That acceptability comes through careful planning on the part of the writer thus requiring the development of characters each with a history: that is the characters must be as real to the writer as her own family, friends, acquaintances, etc. In other words, the writer must create characters with a life in progress—characters with a past. 

During the next several postings, I will offer some suggestions to help you as a writer to hopefully create believable people to inhabit your stories.

Character Backgrounds

One of the most effective ways of creating a believable fictional character is to create that character from their birth highlighting special events that have shaped their life up to the minute just before the story you will be telling starts. A few questions that will help you get started would be the following:  Did the protagonist ever meet the antagonist? What was it between them that led the antagonist to be so antagonistic toward the protagonist? What about other people in the story? How, where, why did the protagonist meet and get to know any of them? Do they meet for the first time in the story?

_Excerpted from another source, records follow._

//! # dcr utilities
//!
//! Logging setup shared across the dcr workspace.

pub mod logging;

pub use logging::{
    init_logging, init_logging_with, init_logging_with_level, LogFormat, LogLevel, LogSettings, LoggingError,
    LoggingGuard,
};
pub use tracing::{debug, error, info, trace, warn};
//! # Error Types
//!
//! General error handling for the descriptor reader.
//!
//! We use `thiserror` to automatically generate `Error` trait implementations
//! and nice error messages. None of these types cross the
//! [`entrypoints`](crate::entrypoints) boundary: there every error collapses
//! into [`Status::Fail`](crate::entrypoints::Status::Fail).

use thiserror::Error;

use crate::types::Address;

/// Main error type for reader operations
///
/// ## Error Categories
///
/// 1. **Memory errors**: ReadFailure
/// 2. **Structural errors**: InvalidMagic, CorruptDescriptor
/// 3. **Stream errors**: EnumerationFailure
/// 4. **Lookup misses**: NotFound (not fatal, the caller decides)
/// 5. **Contract violations**: UsageError
#[derive(Error, Debug, Clone, PartialEq, Eq)]
pub enum ReaderError
{
    /// The read callback could not supply the requested bytes
    ///
    /// Always fatal to the operation that issued the read. There is no retry
    /// and no fallback to partial data.
    #[error("Failed to read {length} bytes at {address}")]
    ReadFailure
    {
        /// Remote address of the failed read
        address: Address,
        /// Number of bytes requested
        length: usize,
    },

    /// The descriptor magic matched neither byte order
    ///
    /// `found` is the value interpreted as little-endian.
    #[error("Invalid descriptor magic: 0x{found:016x}")]
    InvalidMagic
    {
        /// Raw magic bytes read as a little-endian `u64`
        found: u64,
    },

    /// The descriptor or its payload violates a structural invariant
    ///
    /// Examples:
    /// - platform flags bit 0 is clear
    /// - the data-context header size does not match the pointer width
    /// - a stream record does not point back at its data context
    #[error("Corrupt descriptor: {0}")]
    CorruptDescriptor(String),

    /// A type, blob or instance stream could not be enumerated
    ///
    /// Partial tables built before the failure are discarded.
    #[error("Failed to enumerate {stream} stream: {reason}")]
    EnumerationFailure
    {
        /// Name of the stream being enumerated
        stream: &'static str,
        /// What went wrong
        reason: String,
    },

    /// A lookup had no match in the current session
    ///
    /// This is a normal outcome: the target runtime may simply not publish
    /// the requested type (older build, feature disabled, version skew).
    #[error("Not found: {0}")]
    NotFound(String),

    /// The API was driven in an order or manner it does not support
    ///
    /// Examples:
    /// - registering a read callback twice
    /// - calling `set_stream` before a read callback exists
    /// - asking for a value with an unsupported primitive width
    #[error("Usage error: {0}")]
    UsageError(String),
}

impl ReaderError
{
    /// Shorthand for building an [`ReaderError::EnumerationFailure`].
    pub fn enumeration(stream: &'static str, reason: impl Into<String>) -> Self
    {
        Self::EnumerationFailure {
            stream,
            reason: reason.into(),
        }
    }

    /// Whether this error aborts the operation that produced it.
    ///
    /// Everything except [`ReaderError::NotFound`] is fatal.
    #[must_use]
    pub const fn is_fatal(&self) -> bool
    {
        !self.is_not_found()
    }

    /// Whether this error is a plain lookup miss.
    #[must_use]
    pub const fn is_not_found(&self) -> bool
    {
        matches!(self, Self::NotFound(_))
    }
}

/// Convenience type alias for `Result<T, ReaderError>`
///
/// ```rust
/// use dcr_core::error::ReaderResult;
/// fn foo() -> ReaderResult<()>
/// {
///     Ok(())
/// }
/// ```
pub type ReaderResult<T> = std::result::Result<T, ReaderError>;
//! Deferred writes into builder buffers.
//!
//! A [`PatchPoint`] marks a buffer offset whose bytes are not known yet. Once
//! the value's source is known it is bound to a [`Patch`]; all patches are
//! applied when the buffer is rendered, after every reservation has an
//! address.

use std::fmt;
use std::panic::Location;

use dcr_core::types::{Address, PointerWidth};

use crate::error::{VirtualMemoryError, VirtualResult};
use crate::reservation::{ReservationId, ResolvedReservations};

/// Where a patched value comes from
#[derive(Debug, Clone, Copy, PartialEq, Eq)]
pub enum Patch
{
    /// A 4-byte constant
    ConstU32(u32),
    /// A pointer-width constant address
    ConstPointer(Address),
    /// A pointer-width constant size
    ConstSize(u64),
    /// The absolute address of an offset in the buffer being patched
    SameBufferOffset(usize),
    /// The absolute address of an offset in another reservation
    ReservationOffset
    {
        /// Reservation whose start the value is relative to
        reservation: ReservationId,
        /// Byte offset from that start
        offset: u64,
    },
}

impl Patch
{
    /// Null pointer
    pub const NULL: Patch = Patch::ConstPointer(Address::NULL);

    /// Bytes this patch writes
    #[must_use]
    pub const fn width(&self, pointer_width: PointerWidth) -> usize
    {
        match self {
            Patch::ConstU32(_) => 4,
            _ => pointer_width.bytes(),
        }
    }

    /// Whether the written value is an address
    #[must_use]
    pub const fn is_pointer(&self) -> bool
    {
        !matches!(self, Patch::ConstU32(_) | Patch::ConstSize(_))
    }

    /// Compute the value to write.
    ///
    /// ## Errors
    ///
    /// Returns [`VirtualMemoryError::UnresolvedReservation`] if a referenced
    /// reservation has no address.
    pub fn resolve(&self, own_start: Address, resolved: &ResolvedReservations) -> VirtualResult<u64>
    {
        Ok(match *self {
            Patch::ConstU32(value) => u64::from(value),
            Patch::ConstPointer(address) => address.value(),
            Patch::ConstSize(size) => size,
            Patch::SameBufferOffset(offset) => own_start.value().wrapping_add(offset as u64),
            Patch::ReservationOffset { reservation, offset } => {
                resolved.address(reservation)?.value().wrapping_add(offset)
            }
        })
    }
}

/// Handle to a patch point inside one buffer
#[derive(Debug, Clone, Copy, PartialEq, Eq, Hash)]
pub struct PatchPointId(pub(crate) usize);

/// A buffer offset waiting for a [`Patch`]
#[derive(Debug, Clone)]
pub struct PatchPoint
{
    offset: usize,
    patch: Option<Patch>,
    location: &'static Location<'static>,
}

impl PatchPoint
{
    /// Mark `offset`, remembering the caller for diagnostics.
    #[track_caller]
    #[must_use]
    pub fn new(offset: usize) -> Self
    {
        Self {
            offset,
            patch: None,
            location: Location::caller(),
        }
    }

    /// Buffer offset written by this patch point
    #[must_use]
    pub const fn offset(&self) -> usize
    {
        self.offset
    }

    /// Bound patch, if any
    #[must_use]
    pub const fn patch(&self) -> Option<&Patch>
    {
        self.patch.as_ref()
    }

    /// Where the patch point was created
    #[must_use]
    pub const fn location(&self) -> &'static Location<'static>
    {
        self.location
    }

    /// Bind the patch.
    ///
    /// ## Errors
    ///
    /// Returns [`VirtualMemoryError::PatchAlreadySet`] if already bound.
    pub fn set_patch(&mut self, patch: Patch) -> VirtualResult<()>
    {
        if self.patch.is_some() {
            return Err(VirtualMemoryError::PatchAlreadySet {
                offset: self.offset,
                location: self.location.to_string(),
            });
        }
        self.patch = Some(patch);
        Ok(())
    }

    /// The bound patch.
    ///
    /// ## Errors
    ///
    /// Returns [`VirtualMemoryError::UnboundPatch`] if nothing was bound.
    pub fn bound(&self) -> VirtualResult<Patch>
    {
        self.patch.ok_or_else(|| VirtualMemoryError::UnboundPatch {
            offset: self.offset,
            location: self.location.to_string(),
        })
    }
}

impl fmt::Display for PatchPoint
{
    fn fmt(&self, f: &mut fmt::Formatter<'_>) -> fmt::Result
    {
        write!(f, "patch point at offset {} ({})", self.offset, self.location)
    }
}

An excellent example of how this works can be found in the motion picture Raiders of the Lost Ark wherein the protagonist (Indiana Jones) and the antagonist (Belloch) have a rocky past wherein they have had conflicts over ownership of various archeological sites. Also, Jones had a past with the love interest (Marion Ravensbrook). They fell in love when she was barely out of her teenage years. When they meet again, she greets him with a hard right to the jaw.

Characters who mention past experiences, past loves, past hurts, past joys, past relationships, as well as parents, siblings, relatives, and friends are people with whom your audience can identify. They will seem “real” to them during the telling of the story. The way you can do this is literally writing that character’s biography. This does not have to be a blow-by-blow recounting the person’s whole life. All you need to do is create major events such as first auto accident at age seventeen, or an encounter with a bully at age nine, or a serious injury caused by a missed turn on a bicycle or skate board.

There is a serious danger in writing fictional characters; and that is the tendency to create character “types” rather than characters that walk, talk, act, and exist the way real people do. This mistake is often referred to as writing “stereotypes.” These types of characters tend to be cartoonish in nature. They do or say things because they must. But, since characters in a movie bring to the screen experiences and emotions purporting to be from real life, they must originate from an experience in the character’s background and the responses to the events in the script. In other words, the emotions portrayed by the characters in your script must be “true” to real life.

An additional danger is that Hollywood tends to love stereotypes because of the comfort factor. Stereotypes fit into pre-conceived concepts from the movies that have been popular. It appears to me that those screenwriters who truly “make it” in Hollywood have discovered the delicate balance of writing characters that are just like real people yet appear to be like the Uber-Characters of the strong movies of the past such as Indiana Jones, or Moses (The Ten Commandments), or even Elliot (E.T.: The Extraterrestrial). These characters fit the definition of an acceptable Hollywood Hero with an extraordinary creativity behind their creation in the mind of the writers and the techniques of the actors that in turn result in memorable “people” in the minds of the audience members.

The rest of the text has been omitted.